Exercise objective
Determine how many lines in the records that follow hold the string "NaiveDate". Only that number should be returned.

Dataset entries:
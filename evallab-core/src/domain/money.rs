//! Cent rounding applied to every monetary figure at the point of emission.

/// Round to 2 decimal places, half away from zero.
///
/// Accumulation inside the engine stays unrounded; only output records pass
/// through here.
pub fn round_cents(value: f64) -> f64 {
    (value * 100.0).round() / 100.0
}
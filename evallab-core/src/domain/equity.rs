//! EquityPoint: mark-to-market account value at one bar's close.

use chrono::NaiveDate;
use serde::{Deserialize, Serialize};

/// Account value after processing a bar: `cash + shares * close`, in cents.
#[derive(Debug, Clone, Copy, PartialEq, Serialize, Deserialize)]
pub struct EquityPoint {
    pub date: NaiveDate,
    pub equity: f64,
    pub close: f64,
}
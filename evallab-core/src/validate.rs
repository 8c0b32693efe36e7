//! Boundary checks run before a series reaches the engine.
//!
//! The engine trusts its input: a non-finite or non-positive close is a
//! contract violation there. Callers that accept external data run these
//! checks first and surface a descriptive [`ValidationError`] instead.

use chrono::NaiveDate;
use thiserror::Error;

use crate::domain::{BarError, PriceBar, RawBar};

#[derive(Debug, Error, PartialEq)]
pub enum ValidationError {
    #[error("bar series is empty")]
    Empty,
    #[error("bar {index} ({date}): close {close} is not a positive finite price")]
    InvalidClose {
        index: usize,
        date: NaiveDate,
        close: f64,
    },
    #[error("initial cash {0} must be positive and finite")]
    InvalidInitialCash(f64),
    #[error(transparent)]
    Bar(#[from] BarError),
}

pub fn validate_initial_cash(initial_cash: f64) -> Result<(), ValidationError> {
    if initial_cash.is_finite() && initial_cash > 0.0 {
        Ok(())
    } else {
        Err(ValidationError::InvalidInitialCash(initial_cash))
    }
}

/// Check every close in an engine-ready series.
///
/// Date ordering is not checked; the series order is the
/// simulation timeline.
pub fn validate_bars(bars: &[PriceBar]) -> Result<(), ValidationError> {
    check_closes(bars.iter().map(|b| (b.date, b.close)))
}

/// Same checks for raw bars before annotation.
pub fn validate_raw_bars(bars: &[RawBar]) -> Result<(), ValidationError> {
    check_closes(bars.iter().map(|b| (b.date, b.close)))
}

fn check_closes(
    closes: impl ExactSizeIterator<Item = (NaiveDate, f64)>,
) -> Result<(), ValidationError> {
    if closes.len() == 0 {
        return Err(ValidationError::Empty);
    }
    for (index, (date, close)) in closes.enumerate() {
        if !(close.is_finite() && close > 0.0) {
            return Err(ValidationError::InvalidClose { index, date, close });
        }
    }
    Ok(())
}
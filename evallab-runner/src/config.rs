//! TOML evaluation configuration.
//!
//! ```toml
//! [backtest]
//! symbol = "AAPL"
//! initial_cash = 10000.0
//!
//! [signal]
//! type = "ma_crossover"
//! short_window = 10
//! long_window = 50
//! ```
//!
//! Every section and field is optional; omitted values fall back to a 10/50
//! crossover with 10 000 starting cash.

use std::path::{Path, PathBuf};

use evallab_core::signals::{
    AnnotatorError, MaCrossover, MaCrossoverParams, QLearner, QLearningParams, SignalAnnotator,
};
use evallab_core::{validate_initial_cash, ValidationError};
use serde::{Deserialize, Serialize};
use thiserror::Error;

pub const DEFAULT_INITIAL_CASH: f64 = 10_000.0;

#[derive(Debug, Error)]
pub enum ConfigError {
    #[error("failed to read config {path}: {source}")]
    Io {
        path: PathBuf,
        #[source]
        source: std::io::Error,
    },
    #[error("failed to parse config: {0}")]
    Parse(#[from] toml::de::Error),
    #[error("invalid signal config: {0}")]
    Annotator(#[from] AnnotatorError),
    #[error("invalid backtest config: {0}")]
    Validation(#[from] ValidationError),
}

/// Full configuration for one evaluation.
#[derive(Debug, Clone, Default, PartialEq, Serialize, Deserialize)]
#[serde(default)]
pub struct EvalConfig {
    pub backtest: BacktestSection,
    pub signal: SignalConfig,
}

#[derive(Debug, Clone, PartialEq, Serialize, Deserialize)]
#[serde(default)]
pub struct BacktestSection {
    /// Label carried into results and artifact names.
    pub symbol: Option<String>,
    pub initial_cash: f64,
}

impl Default for BacktestSection {
    fn default() -> Self {
        Self {
            symbol: None,
            initial_cash: DEFAULT_INITIAL_CASH,
        }
    }
}

/// Which annotator produces the signal column.
#[derive(Debug, Clone, PartialEq, Serialize, Deserialize)]
#[serde(tag = "type", rename_all = "snake_case")]
pub enum SignalConfig {
    MaCrossover(MaCrossoverParams),
    QLearning(QLearningParams),
    /// Use the `signal` column already present in the input data.
    Precomputed,
}

impl Default for SignalConfig {
    fn default() -> Self {
        SignalConfig::MaCrossover(MaCrossoverParams::default())
    }
}

impl SignalConfig {
    pub fn name(&self) -> &'static str {
        match self {
            SignalConfig::MaCrossover(_) => "ma_crossover",
            SignalConfig::QLearning(_) => "q_learning",
            SignalConfig::Precomputed => "precomputed",
        }
    }

    /// Build the configured annotator; `None` for precomputed signals.
    pub fn build(&self) -> Result<Option<Box<dyn SignalAnnotator>>, AnnotatorError> {
        let annotator: Box<dyn SignalAnnotator> = match self {
            SignalConfig::MaCrossover(params) => Box::new(MaCrossover::new(*params)?),
            SignalConfig::QLearning(params) => Box::new(QLearner::new(*params)?),
            SignalConfig::Precomputed => return Ok(None),
        };
        Ok(Some(annotator))
    }

    /// SMA windows used for the latest-bar recommendation.
    pub fn advice_windows(&self) -> MaCrossoverParams {
        match self {
            SignalConfig::MaCrossover(params) => *params,
            SignalConfig::QLearning(params) => params.windows(),
            SignalConfig::Precomputed => MaCrossoverParams::default(),
        }
    }

    pub fn validate(&self) -> Result<(), AnnotatorError> {
        match self {
            SignalConfig::MaCrossover(params) => params.validate(),
            SignalConfig::QLearning(params) => params.validate(),
            SignalConfig::Precomputed => Ok(()),
        }
    }
}

impl EvalConfig {
    pub fn from_toml(toml_str: &str) -> Result<Self, ConfigError> {
        let config: EvalConfig = toml::from_str(toml_str)?;
        config.validate()?;
        Ok(config)
    }

    pub fn from_file(path: &Path) -> Result<Self, ConfigError> {
        let text = std::fs::read_to_string(path).map_err(|source| ConfigError::Io {
            path: path.to_path_buf(),
            source,
        })?;
        Self::from_toml(&text)
    }

    pub fn validate(&self) -> Result<(), ConfigError> {
        validate_initial_cash(self.backtest.initial_cash)?;
        self.signal.validate()?;
        Ok(())
    }

    pub fn to_toml(&self) -> Result<String, toml::ser::Error> {
        toml::to_string_pretty(self)
    }
}
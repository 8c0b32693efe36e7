//! evallab runner: evaluation orchestration on top of `evallab-core`.
//!
//! This crate provides:
//! - TOML evaluation config (signal source + starting cash)
//! - CSV bar loading with optional precomputed signal column
//! - Single-evaluation runner with dataset hashing and latest-bar advice
//! - Parallel comparison of several signal sources over the same bars
//! - JSON manifest and CSV trade log / equity curve export

pub mod compare;
pub mod config;
pub mod data_loader;
pub mod export;
pub mod runner;

pub use compare::{compare, crossover_grid, Comparison};
pub use config::{BacktestSection, ConfigError, EvalConfig, SignalConfig, DEFAULT_INITIAL_CASH};
pub use data_loader::{load_bars, load_bars_from_reader, LoadError, LoadedBars};
pub use export::{export_json, import_json, load_artifacts, save_artifacts};
pub use runner::{
    annotate, dataset_hash, evaluate, evaluate_signal, EvaluationResult, RunError, SCHEMA_VERSION,
};
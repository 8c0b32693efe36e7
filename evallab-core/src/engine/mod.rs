//! Backtesting engine: run-scoped account state machine and the bar replay loop.

pub mod account;
pub mod backtest;

pub use account::{Account, Execution, Holding, Skip};
pub use backtest::{run_backtest, BacktestReport};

Answer section
5